We will discover how command line programs like curl, sed, jq or csvkit can facilitate many of your repeating tasks by writing less code, making it portable and even faster by using low level interfaces.

In this post we will use those magic tools together, piping their commands without the need for any IDE, notebooks, etc. to download, convert, transform and load into a big data warehouse.

The data, published by EMT de Madrid (Empresa municipal de transportes de Madrid) is available at http://opendata.emtmadrid.es being a collection of files with records from April 2017 to August 2018 about all travels made by users of BiciMad (The public bike rental service in Madrid).

© Oriol Salvador (https://www.flickr.com/photos/boarderland/)

The collection, ATOW, consists in 17 files and 26.35 GB with 28.550.144 records, each of them logging a bike trip between two bike stations whose information is also provided in a separate file as we will show latter on.
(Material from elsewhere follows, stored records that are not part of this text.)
// This Source Code Form is subject to the terms of the Mozilla Public
// License, v. 2.0. If a copy of the MPL was not distributed with this
// file, You can obtain one at https://mozilla.org/MPL/2.0/.

//! Core traits for loading LDraw models
//!
//! These traits define the seams between the resolved model graph and its
//! collaborators: where file content comes from and where packed parts and
//! instructions are cached.

use crate::{PartType, PartTypeMap, Result};

/// Progress callback type for loading operations
///
/// Receives the ID of the file that was just handled and the fraction of
/// requested files that have completed.
pub type ProgressCallback = Box<dyn Fn(&str, f32) + Send>;

/// Read-only lookup of part types by ID
///
/// Steps and part types only ever hold IDs of other part types and resolve
/// them through this trait.
pub trait PartTypeLookup {
    /// Get the loaded part type for an ID
    ///
    /// # Returns
    /// `None` if the part type is unknown or still being fetched
    fn part_type(&self, id: &str) -> Option<&PartType>;
}

/// Source of LDraw file content
///
/// Implementations fetch the text of a file from a location such as a
/// directory on disk or an in-memory table.
pub trait FileSource: Send + Sync {
    /// Fetch file content
    ///
    /// # Arguments
    /// * `url` - Location of the file, typically a path prefix joined with an ID
    ///
    /// # Returns
    /// The file content, or a `LoadError::Source` if it cannot be fetched
    fn fetch(&self, url: &str) -> Result<String>;
}

/// Persistent cache for packed parts and whole instructions
///
/// The loader never assumes that storage is available; an implementation
/// that caches nothing is always substitutable.
pub trait PartStorage: Send + Sync {
    /// Retrieve previously saved parts
    ///
    /// # Arguments
    /// * `ids` - IDs of the requested parts
    ///
    /// # Returns
    /// The parts found, and the IDs that must be loaded some other way
    fn retrieve_parts(&self, ids: &[String]) -> (Vec<PartType>, Vec<String>);

    /// Save parts that qualify for storage
    ///
    /// Parts for which [`PartType::can_be_packed`] is false are ignored.
    fn save_parts(&self, parts: &[&PartType]);

    /// Retrieve a whole model graph saved under `key`
    ///
    /// # Returns
    /// `None` unless an entry for `key` exists with exactly `timestamp`
    fn retrieve_instructions(&self, key: &str, timestamp: i64) -> Option<PartTypeMap>;

    /// Save the model graph under `key`
    fn save_instructions(&self, key: &str, timestamp: i64, part_types: &PartTypeMap) -> Result<()>;
}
In order to download all that files, I prefer to do some web scrapping so I could even automate the downloads and get the new data programmatically.

This can be easily accomplished using the command line. First we must check that all the links have a common pattern to identify all the files. By using the browser developer console we can inspect the DOM and the HTML document source code to find the links.
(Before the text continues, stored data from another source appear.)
#[cfg(test)]
mod tests {
    use super::*;
    use approx::assert_relative_eq;
    use ldraw_model::{Line, Triangle, OFFICIAL_LICENSE};

    fn v(x: f64, y: f64, z: f64) -> Vec3 {
        Vec3::new(x, y, z)
    }

    /// Part with triangles in three colors and a few lines
    fn part() -> PartType {
        let mut pt = PartType::new("3001.dat");
        pt.is_part = true;
        pt.certified_bfc = true;
        pt.license = Some(OFFICIAL_LICENSE.to_string());
        pt.ldraw_org = Some("Part UPDATE 2004-01".to_string());
        pt.model_description = Some("Brick 2 x 4".to_string());
        let mut step = Step::new();
        for (i, color) in [4, 14, 16, 4, 14].into_iter().enumerate() {
            let x = i as f64 * 10.0;
            step.add_triangle(Triangle::new(color, v(x, 0.0, 0.0), v(x + 10.0, 0.0, 0.0), v(x, 24.0, 0.5), i != 2, false));
        }
        step.add_line(Line::new(24, v(0.0, 0.0, 0.0), v(50.0, 0.0, 0.0)));
        step.add_line(Line::new(24, v(0.0, 24.0, 0.5), v(50.0, 0.0, 0.0)));
        pt.add_step(step);
        pt
    }

    fn model() -> PartTypeMap {
        let mut map = PartTypeMap::new();
        map.insert(part());

        let mut sub = PartType::new("sub.ldr");
        let mut step = Step::new();
        step.add_sub_model(SubModelPlacement::new(1, v(0.0, -24.0, 0.0), Mat3::identity(), "3001.dat", true, false));
        sub.add_step(step);
        map.insert(sub);

        let mut main = PartType::new("main.ldr");
        let mut step = Step::new();
        step.add_sub_model(SubModelPlacement::at_origin(16, "3001.dat"));
        main.add_step(step);
        let mut step = Step::with_rotation(Some(StepRotation::new(30.0, 45.0, 0.0, RotationType::Rel)));
        let flip = Mat3::new(1.0, 0.0, 0.0, 0.0, 1.0, 0.0, 0.0, 0.0, -1.0);
        step.add_sub_model(SubModelPlacement::new(2, v(40.0, 0.0, 20.0), flip, "sub.ldr", true, true));
        main.add_step(step);
        map.insert(main);
        map.set_main_model("main.ldr");
        map
    }

    #[test]
    fn test_round_trip() {
        let map = model();
        let builder = GeometryBuilder::new(&map);
        let bytes = pack_to_bytes(&builder).unwrap();
        let unpacked = unpack_bytes(&bytes).unwrap();

        assert_eq!(unpacked.main_model_id(), Some("p0.ldr"));
        let main = unpacked.main_model().unwrap();
        assert!(main.cleaned);
        assert_eq!(main.steps.len(), 2);

        let original = builder.step_geometry(&map.get("main.ldr").unwrap().steps[0]).unwrap();
        let restored = LdrGeometry::from_primitives(&main.steps[0]);
        assert_eq!(restored.vertex_count(), original.vertex_count());
        for color in [4, 14, 16] {
            assert_eq!(restored.triangles.get(&color), original.triangles.get(&color));
        }
        assert_eq!(restored.double_sided_triangles, original.double_sided_triangles);
        assert_eq!(restored.lines, original.lines);
        assert_relative_eq!(restored.bounds.min, original.bounds.min, epsilon = 1e-5);
        assert_relative_eq!(restored.bounds.max, original.bounds.max, epsilon = 1e-5);

        let sm = &main.steps[1].sub_models[0];
        assert_eq!(sm.id, "p1.ldr");
        assert_eq!(sm.color, 2);
        assert!(sm.cull && sm.invert_ccw);
        assert_relative_eq!(sm.position, v(40.0, 0.0, 20.0));
        assert_eq!(sm.rotation[(2, 2)], -1.0);
        let rotation = main.steps[1].rotation.unwrap();
        assert_eq!(rotation.kind, RotationType::Rel);
        assert_relative_eq!(rotation.y, 45.0);

        let sub = unpacked.get("p1.ldr").unwrap();
        assert_eq!(sub.steps.len(), 1);
        assert_eq!(sub.steps[0].triangles.len(), 5);
    }

    #[test]
    fn test_unsupported_version() {
        let map = model();
        let mut bytes = pack_to_bytes(&GeometryBuilder::new(&map)).unwrap();
        bytes[0] = 2;
        assert!(matches!(
            unpack_bytes(&bytes),
            Err(Error::UnsupportedPackVersion { version: 2, .. })
        ));
    }

    #[test]
    fn test_truncated() {
        let map = model();
        let bytes = pack_to_bytes(&GeometryBuilder::new(&map)).unwrap();
        assert!(matches!(
            unpack_bytes(&bytes[..bytes.len() - 4]),
            Err(Error::Truncated(_))
        ));
        let arrays = PackedArrays::from_bytes(&bytes).unwrap();
        let short = PackedArrays {
            ints: arrays.ints[..arrays.ints.len() - 1].to_vec(),
            floats: arrays.floats.clone(),
        };
        assert!(matches!(unpack(&short), Err(Error::Truncated(_))));
    }

    #[test]
    fn test_mixed_step_is_rejected() {
        let mut map = model();
        let mut main = map.remove("main.ldr").unwrap();
        main.steps[1].add_sub_model(SubModelPlacement::at_origin(16, "3001.dat"));
        map.insert(main);
        let builder = GeometryBuilder::new(&map);
        assert!(matches!(pack(&builder), Err(Error::InvalidPack(_))));
    }

    #[test]
    fn test_pack_part() {
        let pt = part();
        let packed = pack_part(&pt).unwrap();
        assert_eq!(packed.id, "3001");
        let restored = unpack_part(&packed).unwrap();
        assert_eq!(restored.id, "3001.dat");
        assert_eq!(restored.inlined, Some(Inlined::Storage));
        assert!(restored.is_part && restored.certified_bfc && restored.ccw);
        assert_eq!(restored.model_description.as_deref(), Some("Brick 2 x 4"));

        let a = LdrGeometry::from_primitives(&pt.steps[0]);
        let b = LdrGeometry::from_primitives(&restored.steps[0]);
        assert_eq!(a, b);

        let mut unofficial = part();
        unofficial.ldraw_org = Some("Unofficial_Part".to_string());
        assert!(pack_part(&unofficial).is_none());
    }
}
The previous image shows that all files have a common structure, so, it’s time to do some coding!

Optional

I love Serverless architectures and cloud computing because they democratize data science by providing unlimited, scalable, fault tolerant and cheap resources to every data scientist with out the need for a specific hardware or system maintenance. Google Cloud Platform is one of my favourites and I’m going to use it to launch a Compute Engine instance and execute all the commands there.
This is basically the same as doing it at my own laptop but I will benefit of the huge bandwidth of a Google Cloud data center. Google also provides all the machines with Google Cloud SDK ready to use without the need of managing authentication required for the last steps of this exercise. This is something that fits well in my idea of doing Agile Data Science.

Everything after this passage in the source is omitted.